那多言大师不愿理睬万子衿,微微一颔首,吟声:“阿弥陀佛,水施主,咱们后会有期。”便即转身离开。
万子衿看那多言大师离开,立刻娇嗔道:“你竟然将我一人丢在这里,看我怎么收拾你。”水流风苦笑道:“若不是我的符纸,你还有命在吗,怎么还说这种风凉话啊?”万子衿哼道:“你这么厉害,为什么还要让我担惊受怕,若不是听到你被那鬼击伤,我怎么会出门。”想到自己为他可以舍却生命,万子衿俏脸微红,越发娇嫩欲滴。
水流风忆起刚才两人相拥抱的感觉,在看万子衿衣裳尽湿,丰满诱人的曲线,凹凸有致,胸脯双峰起伏跌宕,小腹之上,一股暖流突然涌起,窜到全身。水流风低声道:“对不起,我这就来补偿你。”他猛地低下头,吻上万子衿红艳的樱唇,双手紧紧的将万子衿拥在怀中。万子衿“嗯咽”一声,想要推开水流风,却发觉自己全身酥软,一点力气都没有了,整个人瘫倒在了水流风怀中。
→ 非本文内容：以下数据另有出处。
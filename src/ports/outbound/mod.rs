/// Outbound ports (Driven ports) - Infrastructure interfaces
///
/// These ports define the interfaces that the application core uses
/// to interact with external systems (file system, network, console).
pub mod document_reader;
pub mod formatter;
pub mod fragment_reader;
pub mod link_checker;
pub mod output_presenter;
pub mod progress_reporter;

pub use document_reader::DocumentReader;
pub use formatter::{DocumentFormatter, ScriptFormatter};
pub use fragment_reader::{FragmentDocument, FragmentReader};
pub use link_checker::LinkChecker;
pub use output_presenter::{GeneratedArtifact, OutputPresenter};
pub use progress_reporter::ProgressReporter;
/// Result alias used throughout the crate; domain failures are
/// `BuildHelperError` values carried inside `anyhow::Error`.
pub type Result<T> = std::result::Result<T, anyhow::Error>;
pub mod mocks;
use crate::build_planning::domain::ImageReference;
use crate::ports::outbound::FragmentDocument;
use crate::shared::error::BuildHelperError;
use crate::shared::Result;
use serde::Deserialize;
use serde_yaml_ng::Value;

/// FragmentScanner service extracting image references from compose fragments
///
/// Fragments without a `services` section are skipped; not every fragment
/// declares services. Services without an `image` key are skipped too.
pub struct FragmentScanner;

impl FragmentScanner {
    /// Extracts the images of every fragment, preserving fragment order
    pub fn scan(fragments: &[FragmentDocument]) -> Result<Vec<ImageReference>> {
        let mut images = Vec::new();
        for fragment in fragments {
            images.extend(Self::extract_images(fragment)?);
        }
        Ok(images)
    }

    /// Extracts the images declared by one fragment, tagged with its path
    pub fn extract_images(fragment: &FragmentDocument) -> Result<Vec<ImageReference>> {
        let parse_error = |details: String| BuildHelperError::FragmentParseError {
            path: fragment.path.clone(),
            details,
        };

        // Only the first document of a multi-document stream describes services
        let root = match serde_yaml_ng::Deserializer::from_str(&fragment.content).next() {
            Some(document) => Value::deserialize(document).map_err(|e| parse_error(e.to_string()))?,
            None => Value::Null,
        };

        let root = match root {
            Value::Null => return Ok(Vec::new()),
            Value::Mapping(mapping) => mapping,
            _ => return Err(parse_error("document root is not a mapping".to_string()).into()),
        };

        let services = match root.get("services") {
            None | Some(Value::Null) => return Ok(Vec::new()),
            Some(Value::Mapping(services)) => services,
            Some(_) => {
                return Err(parse_error("'services' is not a mapping".to_string()).into());
            }
        };

        let images = services
            .values()
            .filter_map(|service| service.get("image"))
            .filter_map(Self::scalar_to_string)
            .map(|raw| ImageReference::parse(&raw).with_source(fragment.path.clone()))
            .collect();

        Ok(images)
    }

    /// `image: 5` is a number in YAML; it still names an image
    fn scalar_to_string(value: &Value) -> Option<String> {
        match value {
            Value::String(s) => Some(s.clone()),
            Value::Number(n) => Some(n.to_string()),
            Value::Bool(b) => Some(b.to_string()),
            _ => None,
        }
    }
}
水流风吻的激烈,片刻,万子衿也顾不得羞耻,紧紧抱紧了水流风。同时丁香小舌在水流风口中施虐,竟然比水流风更主动,两人热烈的吻着,仿佛忘却了世间一切。
“咚咚咚”
一阵脚步声响起,上有人上楼,刚才这么大的声响,肯定会有人来检查。
万子衿脸一红,推开水流风,风情万种,含情脉脉的瞄了水流风一眼,冲进了209房间。水流风心中暗恨那上楼的人坏了自己的好事,叹息一声,回到房间,心中却不断的回味刚才那激烈的一吻。